US money transfer giant MoneyGram has admitted that hackers stole customers' personal information and transaction data in a cyberattack last month.
The company said in a statement Monday that customer data was “accessed and obtained” by an unauthorized third party during the Sept. 20 cyberattack. Although the nature of the cyberattack is still unknown, the cyberattack caused a week-long outage that resulted in the closure of the company's website and app. Go offline.
MoneyGram says it serves more than 50 million people in more than 200 countries and territories each year.
MoneyGram said in a statement Monday that the investigation is in its “early stages” and it is working to determine which consumers were affected by this issue. The company did not say how many customers may be affected, and a MoneyGram spokesperson did not respond to a request for comment.

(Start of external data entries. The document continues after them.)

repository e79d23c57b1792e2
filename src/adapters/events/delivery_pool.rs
//! DeliveryWorkerPool - Background workers forwarding change events to the
//! broadcaster.
//!
//! Request handlers enqueue events through a [`QueuedChangePublisher`]; a
//! small fixed pool of workers drains that bounded queue and hands each
//! event to the [`Broadcaster`].
//!
//! ## Ordering
//!
//! Every dequeued event gets a ticket, taken under the same lock as the
//! dequeue. Workers encode in parallel but hand off to the broadcaster
//! strictly in ticket order, so subscribers see events in submission order
//! no matter how many workers run.
//!
//! ## Configuration
//!
//! | Setting | Default | Description |
//! |---------|---------|-------------|
//! | `workers` | 3 | Worker tasks, clamped to 1..=5 |
//! | `queue_capacity` | 1024 | Bounded queue size |
//! | `enqueue_timeout` | 25ms | Max producer wait on a full queue |
//! | `publish_timeout` | 1s | Max time for one broadcaster handoff |
//! | `topic` | `changes` | Topic every event is published to |
//!
//! ## Graceful Shutdown
//!
//! [`DeliveryWorkerPool::shutdown`] stops the workers once the events already
//! queued have been forwarded. Anything enqueued after that is dropped.

use std::sync::atomic::{AtomicU64, Ordering};
use std::sync::Arc;
use std::time::Duration;

use tokio::sync::{mpsc, watch, Mutex};
use tokio::task::JoinHandle;
use tokio::time;

use crate::config::{DeliveryConfig, MAX_DELIVERY_WORKERS};
use crate::domain::notification::ChangeEnvelope;
use crate::ports::{Broadcaster, DeliveryError};

use super::QueuedChangePublisher;

/// Configuration for the delivery worker pool.
#[derive(Debug, Clone)]
pub struct DeliveryPoolConfig {
    pub workers: usize,
    pub queue_capacity: usize,
    pub enqueue_timeout: Duration,
    pub publish_timeout: Duration,
    pub topic: String,
}

impl Default for DeliveryPoolConfig {
    fn default() -> Self {
        Self {
            workers: 3,
            queue_capacity: 1024,
            enqueue_timeout: Duration::from_millis(25),
            publish_timeout: Duration::from_secs(1),
            topic: "changes".to_string(),
        }
    }
}

impl DeliveryPoolConfig {
    pub fn with_workers(mut self, workers: usize) -> Self {
        self.workers = workers;
        self
    }

    pub fn with_queue_capacity(mut self, capacity: usize) -> Self {
        self.queue_capacity = capacity;
        self
    }

    pub fn with_enqueue_timeout(mut self, timeout: Duration) -> Self {
        self.enqueue_timeout = timeout;
        self
    }

    pub fn with_publish_timeout(mut self, timeout: Duration) -> Self {
        self.publish_timeout = timeout;
        self
    }

    pub fn with_topic(mut self, topic: impl Into<String>) -> Self {
        self.topic = topic.into();
        self
    }
}

impl From<&DeliveryConfig> for DeliveryPoolConfig {
    fn from(config: &DeliveryConfig) -> Self {
        Self {
            workers: config.workers,
            queue_capacity: config.queue_capacity,
            enqueue_timeout: config.enqueue_timeout(),
            publish_timeout: config.publish_timeout(),
            topic: config.topic.clone(),
        }
    }
}

/// Running totals for the delivery path.
#[derive(Debug, Default)]
pub struct DeliveryStats {
    enqueued: AtomicU64,
    dropped: AtomicU64,
    forwarded: AtomicU64,
    failed: AtomicU64,
}

/// Point-in-time copy of [`DeliveryStats`].
#[derive(Debug, Clone, Copy, Default, PartialEq, Eq)]
pub struct DeliveryStatsSnapshot {
    /// Accepted into the queue.
    pub enqueued: u64,
    /// Never made it into the queue, or left in it at shutdown.
    pub dropped: u64,
    /// Handed to the broadcaster successfully.
    pub forwarded: u64,
    /// Dequeued but failed to encode or broadcast.
    pub failed: u64,
}

impl DeliveryStats {
    pub(super) fn record_enqueued(&self) {
        self.enqueued.fetch_add(1, Ordering::Relaxed);
    }

    pub(super) fn record_dropped(&self) {
        self.dropped.fetch_add(1, Ordering::Relaxed);
    }

    fn record_forwarded(&self) {
        self.forwarded.fetch_add(1, Ordering::Relaxed);
    }

    fn record_failed(&self) {
        self.failed.fetch_add(1, Ordering::Relaxed);
    }

    pub fn snapshot(&self) -> DeliveryStatsSnapshot {
        DeliveryStatsSnapshot {
            enqueued: self.enqueued.load(Ordering::Relaxed),
            dropped: self.dropped.load(Ordering::Relaxed),
            forwarded: self.forwarded.load(Ordering::Relaxed),
            failed: self.failed.load(Ordering::Relaxed),
        }
    }
}

struct QueueState {
    receiver: mpsc::Receiver<ChangeEnvelope>,
    next_ticket: u64,
}

impl QueueState {
    fn take(&mut self, event: ChangeEnvelope) -> (u64, ChangeEnvelope) {
        let ticket = self.next_ticket;
        self.next_ticket += 1;
        (ticket, event)
    }
}

/// State shared by every worker.
struct Shared {
    queue: Mutex<QueueState>,
    /// Ticket whose turn it is to hand off.
    turnstile: watch::Sender<u64>,
    broadcaster: Arc<dyn Broadcaster>,
    topic: String,
    publish_timeout: Duration,
    stats: Arc<DeliveryStats>,
}

/// Held while a worker owns the handoff slot; passes the turn on when dropped.
struct Turn<'a> {
    turnstile: &'a watch::Sender<u64>,
    ticket: u64,
}

impl Drop for Turn<'_> {
    fn drop(&mut self) {
        let next = self.ticket + 1;
        self.turnstile.send_modify(|current| *current = (*current).max(next));
    }
}

impl Shared {
    /// Waits for the next queued event. `None` once every publisher is gone.
    async fn next(&self) -> Option<(u64, ChangeEnvelope)> {
        let mut queue = self.queue.lock().await;
        let event = queue.receiver.recv().await?;
        Some(queue.take(event))
    }

    /// Takes an already queued event without waiting.
    async fn next_queued(&self) -> Option<(u64, ChangeEnvelope)> {
        let mut queue = self.queue.lock().await;
        let event = queue.receiver.try_recv().ok()?;
        Some(queue.take(event))
    }

    async fn wait_for_turn(&self, ticket: u64) -> Turn<'_> {
        let mut turns = self.turnstile.subscribe();
        // The sender lives as long as `self`, so this cannot fail.
        let _ = turns.wait_for(|current| *current >= ticket).await;
        Turn {
            turnstile: &self.turnstile,
            ticket,
        }
    }

    async fn deliver(&self, worker: usize, ticket: u64, event: ChangeEnvelope) {
        let notification_type = event.notification_type();
        let encoded = serde_json::to_vec(&event).map_err(DeliveryError::from);

        let turn = self.wait_for_turn(ticket).await;
        let result = match encoded {
            Ok(payload) => {
                let handoff = self.broadcaster.publish_to_topic(&self.topic, payload);
                match time::timeout(self.publish_timeout, handoff).await {
                    Ok(result) => result,
                    Err(_) => Err(DeliveryError::Timeout(self.publish_timeout)),
                }
            }
            Err(error) => Err(error),
        };
        drop(turn);

        match result {
            Ok(()) => {
                self.stats.record_forwarded();
                tracing::debug!(
                    worker,
                    ticket,
                    %notification_type,
                    id = ?event.id(),
                    "Forwarded change event"
                );
            }
            Err(error) => {
                self.stats.record_failed();
                tracing::warn!(
                    worker,
                    ticket,
                    %notification_type,
                    id = ?event.id(),
                    %error,
                    "Failed to forward change event"
                );
            }
        }
    }
}

/// Handle to the running delivery workers.
pub struct DeliveryWorkerPool {
    shared: Arc<Shared>,
    shutdown: watch::Sender<bool>,
    handles: Vec<JoinHandle<()>>,
}

impl DeliveryWorkerPool {
    /// Spawns the workers and returns the publisher that feeds them.
    ///
    /// Must be called from within a Tokio runtime.
    pub fn start(
        config: DeliveryPoolConfig,
        broadcaster: Arc<dyn Broadcaster>,
    ) -> (QueuedChangePublisher, DeliveryWorkerPool) {
        let workers = config.workers.clamp(1, MAX_DELIVERY_WORKERS);
        let (sender, receiver) = mpsc::channel(config.queue_capacity.max(1));
        let stats = Arc::new(DeliveryStats::default());
        let (turnstile, _) = watch::channel(0u64);
        let (shutdown, _) = watch::channel(false);

        let shared = Arc::new(Shared {
            queue: Mutex::new(QueueState {
                receiver,
                next_ticket: 0,
            }),
            turnstile,
            broadcaster,
            topic: config.topic.clone(),
            publish_timeout: config.publish_timeout,
            stats: Arc::clone(&stats),
        });

        let handles = (0..workers)
            .map(|worker| {
                let shared = Arc::clone(&shared);
                let shutdown = shutdown.subscribe();
                tokio::spawn(run_worker(worker, shared, shutdown))
            })
            .collect();

        tracing::info!(
            workers,
            queue_capacity = config.queue_capacity,
            topic = %config.topic,
            "Delivery worker pool started"
        );

        let publisher = QueuedChangePublisher::new(sender, config.enqueue_timeout, stats);
        let pool = DeliveryWorkerPool {
            shared,
            shutdown,
            handles,
        };
        (publisher, pool)
    }

    pub fn worker_count(&self) -> usize {
        self.handles.len()
    }

    pub fn stats(&self) -> DeliveryStatsSnapshot {
        self.shared.stats.snapshot()
    }

    /// Forwards everything already queued, then stops the workers.
    ///
    /// The queue is closed afterwards: later publishes are dropped as
    /// `QueueClosed`.
    pub async fn shutdown(self) -> DeliveryStatsSnapshot {
        let _ = self.shutdown.send(true);

        for handle in self.handles {
            if let Err(error) = handle.await {
                tracing::error!(%error, "Delivery worker terminated abnormally");
            }
        }

        let mut queue = self.shared.queue.lock().await;
        queue.receiver.close();
        let mut stranded = 0u64;
        while queue.receiver.try_recv().is_ok() {
            self.shared.stats.record_dropped();
            stranded += 1;
        }
        if stranded > 0 {
            tracing::warn!(stranded, "Dropped change events enqueued during shutdown");
        }

        let stats = self.shared.stats.snapshot();
        tracing::info!(
            forwarded = stats.forwarded,
            failed = stats.failed,
            dropped = stats.dropped,
            "Delivery worker pool stopped"
        );
        stats
    }
}

async fn run_worker(worker: usize, shared: Arc<Shared>, mut shutdown: watch::Receiver<bool>) {
    tracing::debug!(worker, "Delivery worker started");

    loop {
        let next = tokio::select! {
            next = shared.next() => next,
            _ = shutdown.changed() => None,
        };
        match next {
            Some((ticket, event)) => shared.deliver(worker, ticket, event).await,
            None => break,
        }
    }

    // Drain what was queued before shutdown
    while let Some((ticket, event)) = shared.next_queued().await {
        shared.deliver(worker, ticket, event).await;
    }

    tracing::debug!(worker, "Delivery worker stopped");
}
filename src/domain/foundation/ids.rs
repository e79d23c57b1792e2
//! Strongly-typed identifier value objects.
//!
//! Every tracked resource is keyed by a database-assigned `i64`. The newtypes
//! keep a `SessionId` from being passed where a `TaskId` is expected while
//! still serializing as a bare integer on the wire.

use serde::{Deserialize, Serialize};
use std::fmt;
use std::str::FromStr;

macro_rules! int_id {
    ($(#[$meta:meta])* $name:ident) => {
        $(#[$meta])*
        #[derive(Debug, Clone, Copy, PartialEq, Eq, PartialOrd, Ord, Hash, Serialize, Deserialize)]
        #[serde(transparent)]
        pub struct $name(i64);

        impl $name {
            /// Creates an id from its raw database value.
            pub const fn new(value: i64) -> Self {
                Self(value)
            }

            /// Returns the raw database value.
            pub const fn value(&self) -> i64 {
                self.0
            }
        }

        impl From<i64> for $name {
            fn from(value: i64) -> Self {
                Self(value)
            }
        }

        impl From<$name> for i64 {
            fn from(id: $name) -> Self {
                id.0
            }
        }

        impl fmt::Display for $name {
            fn fmt(&self, f: &mut fmt::Formatter<'_>) -> fmt::Result {
                write!(f, "{}", self.0)
            }
        }

        impl FromStr for $name {
            type Err = std::num::ParseIntError;

            fn from_str(s: &str) -> Result<Self, Self::Err> {
                Ok(Self(s.parse()?))
            }
        }
    };
}

int_id!(
    /// Identifier of a task, the parent resource of every cascade.
    TaskId
);

int_id!(
    /// Identifier of a time-tracking session.
    SessionId
);

int_id!(
    /// Identifier of a recorded span of tracked time.
    SessionRecordId
);

int_id!(
    /// Identifier of a planned calendar slot for a task.
    ScheduleEntryId
);

#[cfg(test)]
mod tests {
    use super::*;

    #[test]
    fn ids_serialize_as_bare_integers() {
        let json = serde_json::to_string(&TaskId::new(10)).unwrap();
        assert_eq!(json, "10");

        let parsed: SessionId = serde_json::from_str("101").unwrap();
        assert_eq!(parsed, SessionId::new(101));
    }

    #[test]
    fn ids_parse_from_path_segments() {
        assert_eq!("301".parse::<ScheduleEntryId>().unwrap().value(), 301);
        assert!("abc".parse::<SessionRecordId>().is_err());
    }

    #[test]
    fn ids_convert_to_raw_values() {
        let raw: i64 = SessionRecordId::new(201).into();
        assert_eq!(raw, 201);
        assert_eq!(TaskId::from(7).to_string(), "7");
    }
}
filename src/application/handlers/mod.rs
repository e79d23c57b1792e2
//! Command handlers.
//!
//! Every handler runs its store calls through a [`TransactionRunner`] and
//! only talks to the [`ChangePublisher`] after the transaction commits.
//!
//! [`TransactionRunner`]: crate::application::TransactionRunner
//! [`ChangePublisher`]: crate::ports::ChangePublisher

mod delete_task_cascade;
mod resource_mutations;

pub use delete_task_cascade::{CascadeSummary, DeleteTaskCascadeCommand, DeleteTaskCascadeHandler};
pub use resource_mutations::{CreateResourceHandler, DeleteResourceHandler, UpdateResourceHandler};
//! PostgreSQL store for sessions.

use async_trait::async_trait;
use sqlx::postgres::PgRow;
use sqlx::Row;

use crate::domain::foundation::{DomainError, SessionId, TaskId};
use crate::domain::tracking::{Session, SessionDraft};
use crate::ports::EntityStore;

use super::{db_error, optional_timestamp_column, timestamp_column, PgTx};

const COLUMNS: &str = "id, task_id, started_at, ended_at";

#[derive(Debug, Clone, Copy, Default)]
pub struct PostgresSessionStore;

#[async_trait]
impl EntityStore<PgTx, Session> for PostgresSessionStore {
    async fn insert(&self, tx: &mut PgTx, draft: SessionDraft) -> Result<Session, DomainError> {
        let row = sqlx::query(&format!(
            "INSERT INTO sessions (task_id, started_at, ended_at) \
             VALUES ($1, $2, $3) RETURNING {COLUMNS}"
        ))
        .bind(draft.task_id.map(|id| id.value()))
        .bind(draft.started_at.as_datetime())
        .bind(draft.ended_at.map(|t| *t.as_datetime()))
        .fetch_one(&mut **tx)
        .await
        .map_err(db_error("Failed to insert session"))?;

        row_to_session(&row)
    }

    async fn find_by_id(
        &self,
        tx: &mut PgTx,
        id: SessionId,
    ) -> Result<Option<Session>, DomainError> {
        let row = sqlx::query(&format!("SELECT {COLUMNS} FROM sessions WHERE id = $1"))
            .bind(id.value())
            .fetch_optional(&mut **tx)
            .await
            .map_err(db_error("Failed to fetch session"))?;

        row.as_ref().map(row_to_session).transpose()
    }

    async fn update(&self, tx: &mut PgTx, session: &Session) -> Result<Option<Session>, DomainError> {
        let row = sqlx::query(&format!(
            "UPDATE sessions SET task_id = $2, started_at = $3, ended_at = $4 \
             WHERE id = $1 RETURNING {COLUMNS}"
        ))
        .bind(session.id.value())
        .bind(session.task_id.map(|id| id.value()))
        .bind(session.started_at.as_datetime())
        .bind(session.ended_at.map(|t| *t.as_datetime()))
        .fetch_optional(&mut **tx)
        .await
        .map_err(db_error("Failed to update session"))?;

        row.as_ref().map(row_to_session).transpose()
    }

    async fn exists(&self, tx: &mut PgTx, id: SessionId) -> Result<bool, DomainError> {
        let result: (bool,) = sqlx::query_as("SELECT EXISTS(SELECT 1 FROM sessions WHERE id = $1)")
            .bind(id.value())
            .fetch_one(&mut **tx)
            .await
            .map_err(db_error("Failed to check session existence"))?;

        Ok(result.0)
    }

    async fn delete(&self, tx: &mut PgTx, id: SessionId) -> Result<bool, DomainError> {
        let result = sqlx::query("DELETE FROM sessions WHERE id = $1")
            .bind(id.value())
            .execute(&mut **tx)
            .await
            .map_err(db_error("Failed to delete session"))?;

        Ok(result.rows_affected() > 0)
    }

    async fn find_ids_by_parent_id(
        &self,
        tx: &mut PgTx,
        task_id: TaskId,
    ) -> Result<Vec<SessionId>, DomainError> {
        let ids: Vec<i64> =
            sqlx::query_scalar("SELECT id FROM sessions WHERE task_id = $1 ORDER BY id")
                .bind(task_id.value())
                .fetch_all(&mut **tx)
                .await
                .map_err(db_error("Failed to list sessions for task"))?;

        Ok(ids.into_iter().map(SessionId::new).collect())
    }

    async fn delete_by_parent_id(&self, tx: &mut PgTx, task_id: TaskId) -> Result<u64, DomainError> {
        let result = sqlx::query("DELETE FROM sessions WHERE task_id = $1")
            .bind(task_id.value())
            .execute(&mut **tx)
            .await
            .map_err(db_error("Failed to delete sessions for task"))?;

        Ok(result.rows_affected())
    }
}

fn row_to_session(row: &PgRow) -> Result<Session, DomainError> {
    let id: i64 = row
        .try_get("id")
        .map_err(db_error("Failed to read session id"))?;
    let task_id: Option<i64> = row
        .try_get("task_id")
        .map_err(db_error("Failed to read session task_id"))?;

    Ok(Session {
        id: SessionId::new(id),
        task_id: task_id.map(TaskId::new),
        started_at: timestamp_column(row, "started_at")?,
        ended_at: optional_timestamp_column(row, "ended_at")?,
    })
}
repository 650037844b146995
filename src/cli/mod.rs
pub mod commands;

pub use commands::{Cli, Commands};
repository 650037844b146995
use std::collections::BTreeMap;

use crate::config::FeedsConfig;
use crate::errors::{DigestError, DigestResult};
use crate::sources::traits::FeedStrategy;
use crate::sources::{hatena::HatenaStrategy, lobsters::LobstersStrategy, reddit::RedditStrategy};

/// Feed name → strategy, built once at startup
pub struct StrategyRegistry {
    strategies: BTreeMap<String, Box<dyn FeedStrategy>>,
}

impl StrategyRegistry {
    /// An empty registry
    pub fn new() -> Self {
        Self {
            strategies: BTreeMap::new(),
        }
    }

    /// Registry with the built-in sources, configured from `config`
    pub fn from_config(config: FeedsConfig) -> Self {
        let mut registry = Self::new();

        registry.register("hatena", Box::new(HatenaStrategy::new(config.hatena)));
        registry.register("reddit", Box::new(RedditStrategy::new(config.reddit)));
        registry.register("lobsters", Box::new(LobstersStrategy::new(config.lobsters)));

        registry
    }

    pub fn register(&mut self, name: &str, strategy: Box<dyn FeedStrategy>) {
        self.strategies.insert(name.trim().to_lowercase(), strategy);
    }

    /// Look up a strategy by feed name
    pub fn get(&self, name: &str) -> DigestResult<&dyn FeedStrategy> {
        self.strategies
            .get(&name.trim().to_lowercase())
            .map(|s| s.as_ref())
            .ok_or_else(|| DigestError::UnknownFeed(name.to_string()))
    }

    pub fn names(&self) -> Vec<&str> {
        self.strategies.keys().map(String::as_str).collect()
    }

    pub fn iter(&self) -> impl Iterator<Item = (&str, &dyn FeedStrategy)> {
        self.strategies
            .iter()
            .map(|(name, strategy)| (name.as_str(), strategy.as_ref()))
    }
}

impl Default for StrategyRegistry {
    fn default() -> Self {
        Self::from_config(FeedsConfig::default())
    }
}
use std::collections::BTreeMap;

use chrono::{DateTime, Utc};

use crate::domain::{FeedInfo, Item, Source, StrategyConfig};
use crate::errors::DigestResult;
use crate::sources::dates::{parse_with_formats, DateFormat};
use crate::sources::traits::{drop_category, FeedStrategy, ASK_CATEGORY};
use crate::sources::xml::{read_entries, XmlEntry};

pub const DEFAULT_FEED_URL: &str = "https://b.hatena.ne.jp/hotentry/it.rss";

const DATE_FORMATS: &[DateFormat] = &[
    DateFormat::Rfc3339,
    DateFormat::WithOffset("%Y-%m-%dT%H:%M:%S%z"),
    DateFormat::Naive("%Y-%m-%dT%H:%M:%S"),
    DateFormat::Rfc2822,
];

pub fn default_config() -> StrategyConfig {
    StrategyConfig::new("Hatena Bookmark", DEFAULT_FEED_URL)
        .with_header("User-Agent", "Mozilla/5.0 (compatible; feed-digest/0.1)")
        .with_header("Accept", "application/rdf+xml, application/rss+xml, application/xml")
}

/// Hatena Bookmark hot entries, served as RSS 1.0 (RDF)
pub struct HatenaStrategy {
    config: StrategyConfig,
}

impl HatenaStrategy {
    pub fn new(config: StrategyConfig) -> Self {
        Self { config }
    }

    fn item_from_entry(entry: &XmlEntry) -> Option<Item> {
        let link = entry
            .text("link")
            .or_else(|| entry.attrs.get("rdf:about").cloned())?;

        let title = entry.text("title").unwrap_or_else(|| "Untitled".to_string());

        Some(
            Item::new(Source::Hatena, title, link)
                .with_description(entry.text("description").unwrap_or_default())
                .with_publish_date_raw(entry.text("dc:date").unwrap_or_default())
                .with_categories(entry.texts("dc:subject")),
        )
    }
}

impl Default for HatenaStrategy {
    fn default() -> Self {
        Self::new(default_config())
    }
}

impl FeedStrategy for HatenaStrategy {
    fn source(&self) -> Source {
        Source::Hatena
    }

    fn config(&self) -> FeedInfo {
        FeedInfo {
            display_name: self.config.display_name.clone(),
            url: self.config.feed_url.clone(),
        }
    }

    fn request_headers(&self) -> BTreeMap<String, String> {
        self.config.request_headers.clone()
    }

    fn parse_feed(&self, bytes: &[u8]) -> DigestResult<Vec<Item>> {
        let entries = read_entries(bytes, "rdf:RDF", "item")?;

        let items = entries
            .iter()
            .filter_map(|entry| {
                let item = Self::item_from_entry(entry);
                if item.is_none() {
                    tracing::debug!(source = "hatena", "skipping item without link");
                }
                item
            })
            .collect();

        Ok(items)
    }

    fn parse_date(&self, raw: &str) -> DigestResult<DateTime<Utc>> {
        parse_with_formats(raw, DATE_FORMATS)
    }

    fn filter_items(&self, items: Vec<Item>) -> Vec<Item> {
        drop_category(items, ASK_CATEGORY)
    }
}

#[cfg(test)]
mod tests {
    use super::*;
    use crate::errors::DigestError;
    use crate::sources::MockFetcher;
    use chrono::TimeZone;

    // Trimmed from the hotentry/it feed
    const SAMPLE_RDF: &str = r#"<?xml version="1.0" encoding="UTF-8"?>
<rdf:RDF
  xmlns="http://purl.org/rss/1.0/"
  xmlns:rdf="http://www.w3.org/1999/02/22-rdf-syntax-ns#"
  xmlns:content="http://purl.org/rss/1.0/modules/content/"
  xmlns:dc="http://purl.org/dc/elements/1.1/"
  xmlns:hatena="http://www.hatena.ne.jp/info/xmlns#">
  <channel rdf:about="https://b.hatena.ne.jp/hotentry/it">
    <title>はてなブックマーク - 人気エントリー - テクノロジー</title>
    <link>https://b.hatena.ne.jp/hotentry/it</link>
    <items>
      <rdf:Seq>
        <rdf:li rdf:resource="https://zenn.dev/example/articles/rust-async" />
        <rdf:li rdf:resource="https://anond.hatelabo.jp/20240115120000" />
      </rdf:Seq>
    </items>
  </channel>
  <item rdf:about="https://zenn.dev/example/articles/rust-async">
    <title>Rustの非同期処理を理解する</title>
    <link>https://zenn.dev/example/articles/rust-async</link>
    <description>tokioを使った非同期処理の基本</description>
    <dc:date>2024-01-15T21:00:00+09:00</dc:date>
    <dc:subject>テクノロジー</dc:subject>
    <dc:subject>プログラミング</dc:subject>
    <hatena:bookmarkcount>321</hatena:bookmarkcount>
  </item>
  <item rdf:about="https://anond.hatelabo.jp/20240115120000">
    <title>エンジニアに質問です</title>
    <link>https://anond.hatelabo.jp/20240115120000</link>
    <description>教えてください</description>
    <dc:date>2024-01-15T12:00:00+09:00</dc:date>
    <dc:subject>Ask</dc:subject>
  </item>
</rdf:RDF>"#;

    #[test]
    fn test_parse_feed_reads_rdf_items() {
        let strategy = HatenaStrategy::default();
        let items = strategy.parse_feed(SAMPLE_RDF.as_bytes()).unwrap();

        assert_eq!(items.len(), 2);
        let first = &items[0];
        assert_eq!(first.title, "Rustの非同期処理を理解する");
        assert_eq!(first.link, "https://zenn.dev/example/articles/rust-async");
        assert_eq!(first.description, "tokioを使った非同期処理の基本");
        assert_eq!(first.publish_date_raw, "2024-01-15T21:00:00+09:00");
        assert_eq!(first.categories, vec!["テクノロジー", "プログラミング"]);
        assert_eq!(first.source, Source::Hatena);
        assert!(first.guid.is_none());
        assert!(first.comment_url.is_empty());
    }

    #[test]
    fn test_link_falls_back_to_rdf_about() {
        let xml = br#"<rdf:RDF xmlns:rdf="http://www.w3.org/1999/02/22-rdf-syntax-ns#">
  <item rdf:about="https://example.com/only-about"><title>T</title></item>
  <item><title>No link at all</title></item>
</rdf:RDF>"#;

        let items = HatenaStrategy::default().parse_feed(xml).unwrap();
        assert_eq!(items.len(), 1);
        assert_eq!(items[0].link, "https://example.com/only-about");
    }

    #[test]
    fn test_parse_feed_rejects_rss2() {
        let xml = b"<rss version=\"2.0\"><channel></channel></rss>";
        assert!(matches!(
            HatenaStrategy::default().parse_feed(xml),
            Err(DigestError::Parse(_))
        ));
    }

    #[test]
    fn test_parse_date() {
        let strategy = HatenaStrategy::default();
        assert_eq!(
            strategy.parse_date("2024-01-15T21:00:00+09:00").unwrap(),
            Utc.with_ymd_and_hms(2024, 1, 15, 12, 0, 0).unwrap()
        );
        assert_eq!(
            strategy.parse_date("2024-01-15T12:00:00").unwrap(),
            Utc.with_ymd_and_hms(2024, 1, 15, 12, 0, 0).unwrap()
        );
        assert!(strategy.parse_date("15/01/2024").is_err());
    }

    #[test]
    fn test_filter_drops_ask_items() {
        let strategy = HatenaStrategy::default();
        let items = strategy.parse_feed(SAMPLE_RDF.as_bytes()).unwrap();

        let filtered = strategy.filter_items(items);
        assert_eq!(filtered.len(), 1);
        assert_eq!(filtered[0].title, "Rustの非同期処理を理解する");
    }

    #[test]
    fn test_fetch_comments_is_unsupported() {
        let fetcher = MockFetcher::new();
        let result = HatenaStrategy::default().fetch_comments(&fetcher, "https://example.com");
        assert!(matches!(result, Err(DigestError::UnsupportedOperation(_))));
    }

    #[test]
    fn test_config_and_headers() {
        let strategy = HatenaStrategy::default();
        assert_eq!(strategy.config().url, DEFAULT_FEED_URL);
        assert_eq!(strategy.config().display_name, "Hatena Bookmark");
        assert!(strategy.request_headers().contains_key("User-Agent"));
    }
}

Stolen customer data includes names, phone numbers, postal and email addresses, dates of birth, and national identification numbers. This data also includes a “limited number” of Social Security numbers, government identification cards such as driver's licenses, and other documents containing personal information such as utility bills and bank account numbers. According to MoneyGram, the type of data stolen varies from person to person.
MoneyGram said the stolen data included transaction information such as transaction date and transaction amount, as well as “a limited number of consumer-facing criminal investigation information (such as fraud).”
TechCrunch previously reported that MoneyGram subsequently notified the UK data protection regulator of the data breach, as required by UK law.